Décisions de la Cour fédérale

Informations sur la décision

Contenu de la décision




Date : 19991210


Dossier : IMM-800-99


OTTAWA (Ontario), le vendredi 10 décembre 1999

EN PRÉSENCE DE :      MADAME LE JUGE B. REED


ENTRE :

     RICARDO ALEXANDER RUSSELL

     demandeur


     et


     LE MINISTRE DE LA CITOYENNETÉ ET DE L"IMMIGRATION


     défendeur


     ORDONNANCE

     VU l"avis de requête présenté au nom du demandeur le 5 novembre 1999, en vertu de l"article 369 des Règles de la Cour fédérale de 1998 , visant l"obtention de :

     1.      Une ordonnance de dépens à l"encontre du défendeur pour les procédures suivantes :
         a)      la demande de contrôle judiciaire, y compris le coût de la préparation et de la comparution pour la requête de sursis et la demande d"autorisation; et
         b)      les séances de révision des motifs de la détention des 9 février 1999 et 9 mars 1999.

     ET pour les motifs de l"ordonnance rendue ce jour.

     IL EST ORDONNÉ QUE :


     Les dépens demandés sont accordés.







B.Reed

juge


Traduction certifiée conforme


Bernard Olivier




Date : 19991210


Dossier : IMM-800-99


ENTRE :

     RICARDO ALEXANDER RUSSELL

     demandeur


     et


     LE MINISTRE DE LA CITOYENNETÉ ET DE L"IMMIGRATION


     défendeur


     MOTIFS DE L"ORDONNANCE

LE JUGE REED

[1]      Cette requête du demandeur vise l"octroi des dépens dans la présente affaire.

[2]      Le demandeur a été détenu par le défendeur le 30 janvier 1999, en vertu d"un mandat d"arrestation délivré le 21 janvier 1999. Ce mandat avait été délivré suite au défaut du demandeur de comparaître, le 20 janvier 1999, à son entrevue de renvoi du Canada.

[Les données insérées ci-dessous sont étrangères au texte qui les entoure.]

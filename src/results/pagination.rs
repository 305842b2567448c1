use std::ops::Range;

/// Rows `[(k-1)*P, k*P)` of `rows`, or an empty slice when `k` is out of range.
pub fn page<T>(rows: &[T], k: usize, page_size: usize) -> &[T] {
    if k == 0 || page_size == 0 {
        return &[];
    }
    let start = (k - 1).saturating_mul(page_size);
    if start >= rows.len() {
        return &[];
    }
    let end = start.saturating_add(page_size).min(rows.len());
    &rows[start..end]
}

/// Rows per page for the cluster tables given the terminal height.
pub fn page_size_for_height(height: u16) -> usize {
    match height {
        0..=24 => 4,
        25..=44 => 6,
        _ => 10,
    }
}

/// 1-based page cursor over `total` rows.
#[derive(Debug, Clone, Copy, PartialEq, Eq)]
pub struct Pager {
    total: usize,
    page_size: usize,
    page: usize,
}

impl Pager {
    pub fn new(total: usize, page_size: usize) -> Self {
        Self {
            total,
            page_size: page_size.max(1),
            page: 1,
        }
    }

    pub fn page(&self) -> usize {
        self.page
    }

    pub fn page_size(&self) -> usize {
        self.page_size
    }

    pub fn total(&self) -> usize {
        self.total
    }

    /// `ceil(total / page_size)`; zero for an empty table.
    pub fn page_count(&self) -> usize {
        self.total.div_ceil(self.page_size)
    }

    pub fn range(&self) -> Range<usize> {
        let start = ((self.page - 1) * self.page_size).min(self.total);
        let end = (start + self.page_size).min(self.total);
        start..end
    }

    pub fn slice<'a, T>(&self, rows: &'a [T]) -> &'a [T] {
        page(rows, self.page, self.page_size)
    }

    pub fn next(&mut self) {
        if self.page < self.page_count() {
            self.page += 1;
        }
    }

    pub fn prev(&mut self) {
        if self.page > 1 {
            self.page -= 1;
        }
    }

    /// Jump to page `k`. Out-of-range pages are rejected and the cursor stays put.
    pub fn jump(&mut self, k: usize) -> bool {
        if k < 1 || k > self.page_count() {
            return false;
        }
        self.page = k;
        true
    }

    /// Jump from typed input; anything that is not a page number is ignored.
    pub fn jump_input(&mut self, input: &str) -> bool {
        match input.trim().parse::<usize>() {
            Ok(k) => self.jump(k),
            Err(_) => false,
        }
    }

    pub fn reset(&mut self) {
        self.page = 1;
    }

    #[cfg(test)]
    pub fn set_total(&mut self, total: usize) {
        self.total = total;
        self.page = self.page.clamp(1, self.page_count().max(1));
    }

    /// Change rows per page, keeping the first visible row on screen.
    pub fn set_page_size(&mut self, page_size: usize) {
        let page_size = page_size.max(1);
        if page_size == self.page_size {
            return;
        }
        let first_row = (self.page - 1) * self.page_size;
        self.page_size = page_size;
        self.page = (first_row / page_size + 1).clamp(1, self.page_count().max(1));
    }
}

#[cfg(test)]
mod tests {
    use super::*;

    #[test]
    fn pages_cover_rows_exactly() {
        for n in [0usize, 1, 9, 10, 11, 37, 100] {
            for p in [1usize, 3, 10, 64] {
                let rows: Vec<usize> = (0..n).collect();
                let pager = Pager::new(n, p);
                let mut joined = Vec::new();
                for k in 1..=pager.page_count() {
                    let chunk = page(&rows, k, p);
                    assert!(chunk.len() <= p);
                    if k < pager.page_count() {
                        assert_eq!(chunk.len(), p, "n={n} p={p} k={k}");
                    }
                    joined.extend_from_slice(chunk);
                }
                assert_eq!(joined, rows, "n={n} p={p}");
            }
        }
    }

    #[test]
    fn out_of_range_jump_is_ignored() {
        let mut pager = Pager::new(25, 10);
        assert!(pager.jump(2));
        assert!(!pager.jump(0));
        assert!(!pager.jump(4));
        assert_eq!(pager.page(), 2);
        assert!(!pager.jump_input("abc"));
        assert!(!pager.jump_input("-1"));
        assert_eq!(pager.page(), 2);
        assert!(pager.jump_input(" 3 "));
        assert_eq!(pager.range(), 20..25);
    }

    #[test]
    fn stepping_clamps_at_the_ends() {
        let mut pager = Pager::new(15, 10);
        pager.prev();
        assert_eq!(pager.page(), 1);
        pager.next();
        pager.next();
        assert_eq!(pager.page(), 2);
    }

    #[test]
    fn empty_table_stays_on_page_one() {
        let mut pager = Pager::new(0, 10);
        assert_eq!(pager.page_count(), 0);
        assert_eq!(pager.range(), 0..0);
        pager.next();
        assert_eq!(pager.page(), 1);
        assert!(!pager.jump(1));
    }

    #[test]
    fn shrinking_total_pulls_page_back() {
        let mut pager = Pager::new(50, 10);
        pager.jump(5);
        pager.set_total(12);
        assert_eq!(pager.page(), 2);
    }

    #[test]
    fn resizing_keeps_first_row_visible() {
        let mut pager = Pager::new(40, 10);
        pager.jump(3);
        pager.set_page_size(4);
        assert!(pager.range().contains(&20));
    }

    #[test]
    fn height_breakpoints() {
        assert_eq!(page_size_for_height(20), 4);
        assert_eq!(page_size_for_height(25), 6);
        assert_eq!(page_size_for_height(44), 6);
        assert_eq!(page_size_for_height(45), 10);
    }
}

Le 11 septembre 1996, une mesure d"expulsion avait été délivrée à l"encontre du demandeur.

[3]      Le 2 février 1999, une révision des motifs de la détention a été entendue par un arbitre de la section d"arbitrage de la Commission de l"immigration et du statut de réfugié. L"arbitre a conclu que le demandeur ne se présenterait pas pour son renvoi si on le libérait; il a donc maintenu le demandeur en détention. Le demandeur était concurremment visé par une ordonnance de probation d"une cour provinciale de l"Ontario, ordonnance qui comportait une convocation sur une base périodique devant un agent de probation. Le demandeur s"était jusqu"alors conformé à cette ordonnance.

[4]      Les fonctionnaires du défendeur étaient certainement au courant de cette ordonnance de probation, puisqu"elle datait déjà de deux ans et que le demandeur était expulsé sur la foi de son dossier criminel. De plus, l"avocat du demandeur a informé l"arbitre de l"existence de cette ordonnance de probation le 2 février 1999, indiquant que de ce fait on ne pouvait renvoyer le demandeur du Canada.

[5]      L"alinéa 50(1)a ) de la Loi sur l"immigration porte que :

     La mesure de renvoi ne peut être exécutée dans les cas suivants :
     a) l'exécution irait directement à l'encontre d'une autre décision rendue au Canada par une autorité judiciaire ...

[6]      Lors de l"audience de la révision des motifs de la détention le 2 février, l"avocat du défendeur a déclaré à l"arbitre que la décision de M. le juge Rothstein dans Cuskic c. Canada (Ministre de la Citoyenneté et de l"Immigration), [1997] 130 F.T.R. 232, autorisait la détention et le renvoi du Canada d"une personne visée par une ordonnance de probation1.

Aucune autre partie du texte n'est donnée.